> Information given
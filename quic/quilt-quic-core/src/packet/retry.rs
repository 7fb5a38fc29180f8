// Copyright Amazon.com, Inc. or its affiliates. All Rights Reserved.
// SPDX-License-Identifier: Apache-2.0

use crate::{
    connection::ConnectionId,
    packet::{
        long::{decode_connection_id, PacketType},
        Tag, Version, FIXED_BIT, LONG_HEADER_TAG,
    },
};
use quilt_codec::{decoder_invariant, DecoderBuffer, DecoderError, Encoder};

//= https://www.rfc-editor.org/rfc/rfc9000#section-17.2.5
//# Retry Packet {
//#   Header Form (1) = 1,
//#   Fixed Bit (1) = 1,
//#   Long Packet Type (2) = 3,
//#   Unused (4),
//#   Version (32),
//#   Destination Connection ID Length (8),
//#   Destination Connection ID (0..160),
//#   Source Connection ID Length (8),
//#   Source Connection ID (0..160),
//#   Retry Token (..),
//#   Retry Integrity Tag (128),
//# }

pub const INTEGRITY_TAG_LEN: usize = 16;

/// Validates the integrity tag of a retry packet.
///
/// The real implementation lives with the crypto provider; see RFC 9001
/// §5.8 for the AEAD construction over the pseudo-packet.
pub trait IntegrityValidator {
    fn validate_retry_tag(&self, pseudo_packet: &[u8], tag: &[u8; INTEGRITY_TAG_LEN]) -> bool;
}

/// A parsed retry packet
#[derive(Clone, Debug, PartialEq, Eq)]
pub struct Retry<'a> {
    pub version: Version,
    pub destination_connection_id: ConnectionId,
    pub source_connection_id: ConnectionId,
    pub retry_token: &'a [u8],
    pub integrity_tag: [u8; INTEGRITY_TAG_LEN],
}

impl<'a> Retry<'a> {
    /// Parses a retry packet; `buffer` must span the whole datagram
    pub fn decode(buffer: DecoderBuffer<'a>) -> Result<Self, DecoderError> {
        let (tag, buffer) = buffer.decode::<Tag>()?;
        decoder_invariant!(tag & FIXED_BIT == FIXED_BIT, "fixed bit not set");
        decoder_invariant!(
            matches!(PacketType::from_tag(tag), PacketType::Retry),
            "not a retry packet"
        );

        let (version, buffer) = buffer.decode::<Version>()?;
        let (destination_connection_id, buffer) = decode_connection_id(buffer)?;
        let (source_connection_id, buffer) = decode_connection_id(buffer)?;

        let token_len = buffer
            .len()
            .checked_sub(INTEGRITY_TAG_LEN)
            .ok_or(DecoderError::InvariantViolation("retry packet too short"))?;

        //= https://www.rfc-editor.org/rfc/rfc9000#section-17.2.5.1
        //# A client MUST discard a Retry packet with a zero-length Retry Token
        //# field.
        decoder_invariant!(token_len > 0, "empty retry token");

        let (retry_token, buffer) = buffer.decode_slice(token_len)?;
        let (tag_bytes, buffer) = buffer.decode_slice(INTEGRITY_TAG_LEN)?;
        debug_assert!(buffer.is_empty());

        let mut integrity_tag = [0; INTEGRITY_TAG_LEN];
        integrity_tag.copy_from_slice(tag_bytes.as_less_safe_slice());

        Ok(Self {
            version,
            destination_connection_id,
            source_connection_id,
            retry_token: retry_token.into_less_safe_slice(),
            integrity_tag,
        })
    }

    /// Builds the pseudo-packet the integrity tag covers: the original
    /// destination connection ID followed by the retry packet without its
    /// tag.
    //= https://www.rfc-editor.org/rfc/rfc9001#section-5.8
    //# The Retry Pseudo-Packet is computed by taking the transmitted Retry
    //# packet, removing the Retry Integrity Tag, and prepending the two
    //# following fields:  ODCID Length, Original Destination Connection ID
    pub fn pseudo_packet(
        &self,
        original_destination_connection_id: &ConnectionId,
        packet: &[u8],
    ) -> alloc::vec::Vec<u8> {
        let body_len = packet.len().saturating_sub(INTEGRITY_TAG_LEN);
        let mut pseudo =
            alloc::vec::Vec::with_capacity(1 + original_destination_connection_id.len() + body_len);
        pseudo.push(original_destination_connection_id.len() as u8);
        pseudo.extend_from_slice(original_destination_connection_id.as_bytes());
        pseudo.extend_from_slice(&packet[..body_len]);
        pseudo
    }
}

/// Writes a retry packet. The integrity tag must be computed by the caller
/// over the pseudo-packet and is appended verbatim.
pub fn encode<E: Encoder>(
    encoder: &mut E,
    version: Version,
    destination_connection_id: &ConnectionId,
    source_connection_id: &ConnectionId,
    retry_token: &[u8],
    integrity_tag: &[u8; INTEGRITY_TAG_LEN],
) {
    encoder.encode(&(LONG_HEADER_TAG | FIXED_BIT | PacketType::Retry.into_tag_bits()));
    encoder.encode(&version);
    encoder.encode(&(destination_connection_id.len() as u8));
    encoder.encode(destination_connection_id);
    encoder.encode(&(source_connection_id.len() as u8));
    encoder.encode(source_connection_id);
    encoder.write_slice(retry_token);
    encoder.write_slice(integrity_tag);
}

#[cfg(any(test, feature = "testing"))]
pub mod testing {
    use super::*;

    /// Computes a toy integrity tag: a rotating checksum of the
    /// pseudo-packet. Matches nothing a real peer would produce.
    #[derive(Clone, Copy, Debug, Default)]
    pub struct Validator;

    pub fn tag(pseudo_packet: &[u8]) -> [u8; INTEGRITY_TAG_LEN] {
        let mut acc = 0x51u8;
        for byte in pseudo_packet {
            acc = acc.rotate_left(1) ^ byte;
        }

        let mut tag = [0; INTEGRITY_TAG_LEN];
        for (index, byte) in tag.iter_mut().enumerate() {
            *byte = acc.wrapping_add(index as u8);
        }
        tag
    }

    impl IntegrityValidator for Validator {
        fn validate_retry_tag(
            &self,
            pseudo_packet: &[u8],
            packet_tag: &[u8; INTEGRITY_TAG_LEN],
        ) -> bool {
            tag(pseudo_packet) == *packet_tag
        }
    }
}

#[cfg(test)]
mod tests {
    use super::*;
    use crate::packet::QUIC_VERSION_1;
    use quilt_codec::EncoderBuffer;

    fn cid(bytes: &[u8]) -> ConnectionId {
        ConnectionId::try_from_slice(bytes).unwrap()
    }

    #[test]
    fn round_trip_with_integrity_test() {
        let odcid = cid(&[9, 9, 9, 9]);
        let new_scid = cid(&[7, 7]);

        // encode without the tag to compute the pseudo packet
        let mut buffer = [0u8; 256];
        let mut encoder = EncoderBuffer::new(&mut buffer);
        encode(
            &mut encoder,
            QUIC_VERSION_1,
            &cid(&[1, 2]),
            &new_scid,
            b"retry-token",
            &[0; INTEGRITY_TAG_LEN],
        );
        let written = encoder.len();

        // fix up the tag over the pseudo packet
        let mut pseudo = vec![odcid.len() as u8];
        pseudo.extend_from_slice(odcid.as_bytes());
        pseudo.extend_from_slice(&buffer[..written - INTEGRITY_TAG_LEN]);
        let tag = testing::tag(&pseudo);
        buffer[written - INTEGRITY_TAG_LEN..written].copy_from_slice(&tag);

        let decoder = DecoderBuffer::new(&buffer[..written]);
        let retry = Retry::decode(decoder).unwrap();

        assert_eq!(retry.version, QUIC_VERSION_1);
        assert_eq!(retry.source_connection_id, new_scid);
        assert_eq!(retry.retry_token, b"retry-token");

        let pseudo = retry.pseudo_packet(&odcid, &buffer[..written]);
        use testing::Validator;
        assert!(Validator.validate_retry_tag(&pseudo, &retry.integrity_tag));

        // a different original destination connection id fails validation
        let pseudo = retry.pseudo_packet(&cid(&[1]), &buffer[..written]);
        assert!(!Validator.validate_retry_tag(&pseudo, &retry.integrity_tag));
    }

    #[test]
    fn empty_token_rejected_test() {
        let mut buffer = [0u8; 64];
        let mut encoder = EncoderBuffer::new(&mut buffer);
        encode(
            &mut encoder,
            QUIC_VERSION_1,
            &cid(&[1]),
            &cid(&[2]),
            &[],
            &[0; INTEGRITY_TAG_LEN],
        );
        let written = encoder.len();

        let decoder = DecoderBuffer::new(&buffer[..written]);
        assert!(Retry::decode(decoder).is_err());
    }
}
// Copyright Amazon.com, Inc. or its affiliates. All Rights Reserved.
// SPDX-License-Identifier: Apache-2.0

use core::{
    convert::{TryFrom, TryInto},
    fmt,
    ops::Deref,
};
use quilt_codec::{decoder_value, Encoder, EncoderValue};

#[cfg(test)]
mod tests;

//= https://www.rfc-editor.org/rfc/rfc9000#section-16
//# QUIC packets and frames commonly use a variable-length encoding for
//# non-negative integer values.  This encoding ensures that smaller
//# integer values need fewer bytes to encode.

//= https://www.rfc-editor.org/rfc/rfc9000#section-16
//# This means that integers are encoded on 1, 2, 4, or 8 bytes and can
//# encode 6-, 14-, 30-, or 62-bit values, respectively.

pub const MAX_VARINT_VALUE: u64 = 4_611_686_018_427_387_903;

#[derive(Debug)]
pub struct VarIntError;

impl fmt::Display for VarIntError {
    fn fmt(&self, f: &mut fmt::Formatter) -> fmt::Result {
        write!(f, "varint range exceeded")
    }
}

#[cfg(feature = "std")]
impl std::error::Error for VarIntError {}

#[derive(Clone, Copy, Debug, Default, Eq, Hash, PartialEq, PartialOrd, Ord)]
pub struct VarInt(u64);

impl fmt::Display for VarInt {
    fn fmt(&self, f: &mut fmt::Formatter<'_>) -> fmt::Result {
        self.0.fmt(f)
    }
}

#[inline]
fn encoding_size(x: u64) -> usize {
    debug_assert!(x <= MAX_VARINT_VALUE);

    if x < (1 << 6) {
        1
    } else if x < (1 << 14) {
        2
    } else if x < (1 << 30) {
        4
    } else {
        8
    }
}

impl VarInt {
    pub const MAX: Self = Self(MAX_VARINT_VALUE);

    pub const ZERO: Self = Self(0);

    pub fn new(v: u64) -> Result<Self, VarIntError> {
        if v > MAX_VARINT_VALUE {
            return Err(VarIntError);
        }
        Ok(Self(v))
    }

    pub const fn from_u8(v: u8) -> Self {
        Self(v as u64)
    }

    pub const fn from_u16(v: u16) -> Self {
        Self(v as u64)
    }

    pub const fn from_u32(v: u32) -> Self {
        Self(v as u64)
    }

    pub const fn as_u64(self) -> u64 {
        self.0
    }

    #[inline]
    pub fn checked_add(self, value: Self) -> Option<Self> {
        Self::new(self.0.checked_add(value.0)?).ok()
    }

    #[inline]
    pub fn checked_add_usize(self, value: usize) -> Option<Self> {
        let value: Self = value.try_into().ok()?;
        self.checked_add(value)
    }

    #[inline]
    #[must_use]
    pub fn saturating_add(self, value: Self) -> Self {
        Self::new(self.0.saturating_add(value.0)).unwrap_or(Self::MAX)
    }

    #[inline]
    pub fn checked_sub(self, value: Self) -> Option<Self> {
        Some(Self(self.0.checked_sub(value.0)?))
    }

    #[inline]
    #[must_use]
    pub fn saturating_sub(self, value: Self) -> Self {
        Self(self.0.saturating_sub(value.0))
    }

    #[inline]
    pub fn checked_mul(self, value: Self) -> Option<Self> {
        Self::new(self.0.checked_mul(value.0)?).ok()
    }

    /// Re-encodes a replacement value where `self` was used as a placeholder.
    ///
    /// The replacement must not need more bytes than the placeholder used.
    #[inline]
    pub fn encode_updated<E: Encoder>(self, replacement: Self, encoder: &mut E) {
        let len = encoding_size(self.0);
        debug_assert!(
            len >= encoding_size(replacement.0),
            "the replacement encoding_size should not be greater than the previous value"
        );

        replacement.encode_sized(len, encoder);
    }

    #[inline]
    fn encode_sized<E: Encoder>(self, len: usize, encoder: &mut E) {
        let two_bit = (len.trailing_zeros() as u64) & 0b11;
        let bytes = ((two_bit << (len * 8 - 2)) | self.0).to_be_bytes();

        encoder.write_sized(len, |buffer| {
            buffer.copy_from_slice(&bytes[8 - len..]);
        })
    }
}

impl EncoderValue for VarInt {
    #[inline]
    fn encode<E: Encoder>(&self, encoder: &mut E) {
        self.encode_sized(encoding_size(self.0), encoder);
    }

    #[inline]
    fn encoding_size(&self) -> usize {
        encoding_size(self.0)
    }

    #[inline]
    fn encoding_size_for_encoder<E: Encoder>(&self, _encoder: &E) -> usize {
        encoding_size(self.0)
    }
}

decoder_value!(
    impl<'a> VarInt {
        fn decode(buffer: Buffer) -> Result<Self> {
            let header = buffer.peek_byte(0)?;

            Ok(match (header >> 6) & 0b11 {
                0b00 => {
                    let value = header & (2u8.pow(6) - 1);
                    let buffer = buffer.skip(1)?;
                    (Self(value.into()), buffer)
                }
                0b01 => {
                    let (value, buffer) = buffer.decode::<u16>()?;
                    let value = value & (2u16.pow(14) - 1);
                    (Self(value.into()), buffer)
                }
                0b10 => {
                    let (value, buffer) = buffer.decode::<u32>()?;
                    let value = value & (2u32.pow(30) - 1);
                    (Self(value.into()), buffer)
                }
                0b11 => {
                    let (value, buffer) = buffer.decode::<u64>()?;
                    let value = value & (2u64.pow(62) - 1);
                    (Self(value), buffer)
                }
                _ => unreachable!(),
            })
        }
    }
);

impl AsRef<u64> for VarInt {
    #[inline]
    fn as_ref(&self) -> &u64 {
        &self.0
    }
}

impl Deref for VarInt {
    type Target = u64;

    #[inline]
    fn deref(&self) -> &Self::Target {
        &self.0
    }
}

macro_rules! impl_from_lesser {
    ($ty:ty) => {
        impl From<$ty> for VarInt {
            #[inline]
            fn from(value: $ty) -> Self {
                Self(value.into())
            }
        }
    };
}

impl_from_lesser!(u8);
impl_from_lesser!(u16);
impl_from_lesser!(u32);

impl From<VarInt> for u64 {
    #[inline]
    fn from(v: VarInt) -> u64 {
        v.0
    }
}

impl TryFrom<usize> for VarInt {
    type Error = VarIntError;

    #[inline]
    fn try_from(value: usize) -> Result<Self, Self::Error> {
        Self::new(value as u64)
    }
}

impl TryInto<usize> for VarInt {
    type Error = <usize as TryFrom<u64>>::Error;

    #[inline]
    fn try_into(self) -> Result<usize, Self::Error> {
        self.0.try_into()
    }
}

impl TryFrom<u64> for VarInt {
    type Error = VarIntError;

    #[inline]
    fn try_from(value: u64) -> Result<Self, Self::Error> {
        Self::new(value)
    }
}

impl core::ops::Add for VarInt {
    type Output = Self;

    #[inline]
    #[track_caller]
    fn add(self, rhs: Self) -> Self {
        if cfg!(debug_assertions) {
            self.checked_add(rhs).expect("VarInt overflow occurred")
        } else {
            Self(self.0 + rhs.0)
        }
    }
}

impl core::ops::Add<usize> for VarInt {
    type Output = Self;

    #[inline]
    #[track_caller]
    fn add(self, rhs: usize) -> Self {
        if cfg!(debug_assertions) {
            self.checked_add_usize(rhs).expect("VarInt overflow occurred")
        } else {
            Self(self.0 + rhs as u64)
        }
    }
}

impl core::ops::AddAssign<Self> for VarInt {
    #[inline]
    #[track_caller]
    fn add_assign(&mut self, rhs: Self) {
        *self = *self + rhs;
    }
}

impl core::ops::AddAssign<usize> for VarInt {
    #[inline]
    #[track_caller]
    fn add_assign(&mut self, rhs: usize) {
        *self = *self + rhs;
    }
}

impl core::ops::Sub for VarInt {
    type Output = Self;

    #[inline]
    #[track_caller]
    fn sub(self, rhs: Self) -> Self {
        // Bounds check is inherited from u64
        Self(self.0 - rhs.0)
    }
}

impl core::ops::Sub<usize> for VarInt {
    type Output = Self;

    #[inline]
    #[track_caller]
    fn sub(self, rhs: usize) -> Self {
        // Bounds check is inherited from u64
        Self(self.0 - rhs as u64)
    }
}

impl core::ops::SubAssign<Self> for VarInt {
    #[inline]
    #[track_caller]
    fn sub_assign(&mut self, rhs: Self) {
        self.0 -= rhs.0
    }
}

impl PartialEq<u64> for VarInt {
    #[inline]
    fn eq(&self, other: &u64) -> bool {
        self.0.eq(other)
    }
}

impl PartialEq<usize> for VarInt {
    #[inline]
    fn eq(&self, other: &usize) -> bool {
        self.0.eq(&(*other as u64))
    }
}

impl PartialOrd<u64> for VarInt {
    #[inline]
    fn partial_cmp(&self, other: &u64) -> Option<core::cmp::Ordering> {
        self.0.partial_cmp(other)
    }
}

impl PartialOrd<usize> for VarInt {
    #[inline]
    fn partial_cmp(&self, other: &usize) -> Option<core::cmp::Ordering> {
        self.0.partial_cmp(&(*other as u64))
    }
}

> Work required
Scan the entries above for the line containing "impl core::ops::Sub<usize> for", and copy it and all lines after it exactly, down to and including the line containing "impl core::ops::SubAssign<Self> for".

> Final answer
impl core::ops::Sub<usize> for VarInt {
    type Output = Self;

    #[inline]
    #[track_caller]
    fn sub(self, rhs: usize) -> Self {
        // Bounds check is inherited from u64
        Self(self.0 - rhs as u64)
    }
}

impl core::ops::SubAssign<Self> for VarInt {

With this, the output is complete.